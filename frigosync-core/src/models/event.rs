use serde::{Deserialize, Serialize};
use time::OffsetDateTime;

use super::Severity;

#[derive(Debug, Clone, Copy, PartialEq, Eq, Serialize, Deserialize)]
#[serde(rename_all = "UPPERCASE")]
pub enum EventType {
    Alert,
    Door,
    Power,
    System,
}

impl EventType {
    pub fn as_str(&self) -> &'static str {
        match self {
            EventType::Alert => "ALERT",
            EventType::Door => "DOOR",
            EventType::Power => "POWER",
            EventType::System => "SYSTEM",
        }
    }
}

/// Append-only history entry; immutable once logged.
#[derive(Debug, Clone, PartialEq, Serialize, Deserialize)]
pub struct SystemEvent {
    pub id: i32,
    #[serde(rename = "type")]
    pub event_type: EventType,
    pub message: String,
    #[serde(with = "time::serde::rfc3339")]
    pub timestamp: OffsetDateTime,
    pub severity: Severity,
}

==

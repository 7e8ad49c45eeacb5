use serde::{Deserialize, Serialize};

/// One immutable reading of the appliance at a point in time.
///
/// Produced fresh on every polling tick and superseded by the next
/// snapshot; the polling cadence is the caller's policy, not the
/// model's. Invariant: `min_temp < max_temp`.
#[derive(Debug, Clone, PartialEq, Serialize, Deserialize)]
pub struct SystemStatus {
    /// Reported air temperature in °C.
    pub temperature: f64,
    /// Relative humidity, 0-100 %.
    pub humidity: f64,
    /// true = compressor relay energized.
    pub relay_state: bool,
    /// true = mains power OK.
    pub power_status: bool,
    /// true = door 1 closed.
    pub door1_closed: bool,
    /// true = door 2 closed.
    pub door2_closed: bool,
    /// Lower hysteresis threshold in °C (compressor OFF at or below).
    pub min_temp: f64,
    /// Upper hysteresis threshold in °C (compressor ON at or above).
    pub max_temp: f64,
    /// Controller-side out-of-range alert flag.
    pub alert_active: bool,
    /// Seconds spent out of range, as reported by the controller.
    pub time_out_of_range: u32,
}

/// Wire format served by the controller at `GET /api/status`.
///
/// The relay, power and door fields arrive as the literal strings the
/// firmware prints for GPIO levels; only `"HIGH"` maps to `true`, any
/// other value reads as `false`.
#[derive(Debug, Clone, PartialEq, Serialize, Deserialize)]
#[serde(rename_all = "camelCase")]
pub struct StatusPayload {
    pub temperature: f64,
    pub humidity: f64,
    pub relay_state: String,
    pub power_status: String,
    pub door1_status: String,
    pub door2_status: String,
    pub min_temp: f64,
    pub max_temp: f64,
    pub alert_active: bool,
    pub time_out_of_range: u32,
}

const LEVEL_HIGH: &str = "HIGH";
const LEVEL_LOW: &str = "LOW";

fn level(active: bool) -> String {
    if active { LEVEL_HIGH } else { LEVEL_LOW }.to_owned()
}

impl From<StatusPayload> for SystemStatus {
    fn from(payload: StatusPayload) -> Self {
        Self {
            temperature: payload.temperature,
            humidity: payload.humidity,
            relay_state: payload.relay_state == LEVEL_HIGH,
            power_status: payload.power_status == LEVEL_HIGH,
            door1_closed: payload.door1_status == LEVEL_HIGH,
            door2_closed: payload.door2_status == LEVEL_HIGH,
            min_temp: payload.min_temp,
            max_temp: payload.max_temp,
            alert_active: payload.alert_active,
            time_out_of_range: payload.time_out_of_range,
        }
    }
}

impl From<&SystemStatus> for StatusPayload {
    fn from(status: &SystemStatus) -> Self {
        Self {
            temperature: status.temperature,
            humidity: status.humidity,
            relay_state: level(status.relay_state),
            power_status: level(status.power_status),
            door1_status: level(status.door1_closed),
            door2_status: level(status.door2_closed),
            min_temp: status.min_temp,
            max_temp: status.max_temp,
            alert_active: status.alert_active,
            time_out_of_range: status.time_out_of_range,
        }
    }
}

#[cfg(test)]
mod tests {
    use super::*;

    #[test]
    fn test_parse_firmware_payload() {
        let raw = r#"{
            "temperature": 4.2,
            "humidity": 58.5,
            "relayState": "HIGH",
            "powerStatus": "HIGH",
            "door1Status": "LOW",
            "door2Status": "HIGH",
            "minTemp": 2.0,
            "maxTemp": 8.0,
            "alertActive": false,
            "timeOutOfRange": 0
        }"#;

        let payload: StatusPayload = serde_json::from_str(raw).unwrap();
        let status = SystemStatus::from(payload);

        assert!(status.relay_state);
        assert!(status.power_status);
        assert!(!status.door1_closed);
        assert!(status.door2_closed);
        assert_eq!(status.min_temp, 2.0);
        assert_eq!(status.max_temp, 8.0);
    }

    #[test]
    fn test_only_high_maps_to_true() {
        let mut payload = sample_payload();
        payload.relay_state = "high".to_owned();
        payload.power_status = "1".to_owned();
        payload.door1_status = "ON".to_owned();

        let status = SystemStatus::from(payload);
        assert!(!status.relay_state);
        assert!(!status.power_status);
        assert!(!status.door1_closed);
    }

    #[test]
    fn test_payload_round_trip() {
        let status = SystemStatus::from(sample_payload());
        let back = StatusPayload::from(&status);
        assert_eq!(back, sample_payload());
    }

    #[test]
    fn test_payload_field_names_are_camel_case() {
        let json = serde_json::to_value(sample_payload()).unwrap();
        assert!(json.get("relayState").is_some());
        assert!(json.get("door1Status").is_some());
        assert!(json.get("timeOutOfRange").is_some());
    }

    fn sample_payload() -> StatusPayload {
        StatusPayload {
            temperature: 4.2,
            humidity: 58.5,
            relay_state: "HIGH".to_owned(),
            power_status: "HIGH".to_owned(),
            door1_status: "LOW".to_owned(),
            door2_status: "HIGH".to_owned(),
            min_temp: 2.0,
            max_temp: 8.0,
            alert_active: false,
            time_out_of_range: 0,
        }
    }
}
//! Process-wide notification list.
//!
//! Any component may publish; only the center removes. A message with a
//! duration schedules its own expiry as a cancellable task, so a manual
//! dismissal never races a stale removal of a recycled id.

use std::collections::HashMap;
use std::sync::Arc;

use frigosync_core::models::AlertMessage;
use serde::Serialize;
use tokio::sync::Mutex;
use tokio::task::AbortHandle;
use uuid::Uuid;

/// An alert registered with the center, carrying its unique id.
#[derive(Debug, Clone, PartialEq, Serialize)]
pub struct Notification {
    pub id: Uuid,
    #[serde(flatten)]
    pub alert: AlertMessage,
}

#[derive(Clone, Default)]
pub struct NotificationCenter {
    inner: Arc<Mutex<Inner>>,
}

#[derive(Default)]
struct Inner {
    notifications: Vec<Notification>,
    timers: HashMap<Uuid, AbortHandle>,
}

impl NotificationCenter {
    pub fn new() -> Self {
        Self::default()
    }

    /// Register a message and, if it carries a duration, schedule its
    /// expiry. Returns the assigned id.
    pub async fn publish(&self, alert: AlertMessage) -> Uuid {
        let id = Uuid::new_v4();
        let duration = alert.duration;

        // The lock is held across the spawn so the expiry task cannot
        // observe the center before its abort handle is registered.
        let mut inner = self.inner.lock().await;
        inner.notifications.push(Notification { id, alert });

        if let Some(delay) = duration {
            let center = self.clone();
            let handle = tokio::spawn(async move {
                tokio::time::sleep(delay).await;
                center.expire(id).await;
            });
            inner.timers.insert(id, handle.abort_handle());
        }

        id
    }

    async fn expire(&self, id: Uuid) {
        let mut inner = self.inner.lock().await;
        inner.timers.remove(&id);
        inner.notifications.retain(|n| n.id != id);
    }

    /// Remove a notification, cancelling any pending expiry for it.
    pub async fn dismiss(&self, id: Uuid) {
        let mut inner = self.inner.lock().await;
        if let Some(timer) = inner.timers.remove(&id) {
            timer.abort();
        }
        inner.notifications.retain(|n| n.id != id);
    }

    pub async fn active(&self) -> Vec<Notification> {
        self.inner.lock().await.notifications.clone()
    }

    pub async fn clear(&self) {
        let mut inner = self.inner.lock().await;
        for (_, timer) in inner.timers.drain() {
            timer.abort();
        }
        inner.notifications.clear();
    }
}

Task to carry out: Your answer should reproduce each line of the listing that holds the word "false".

Exercise result:
/// other value reads as `false`.
            "alertActive": false,
            alert_active: false,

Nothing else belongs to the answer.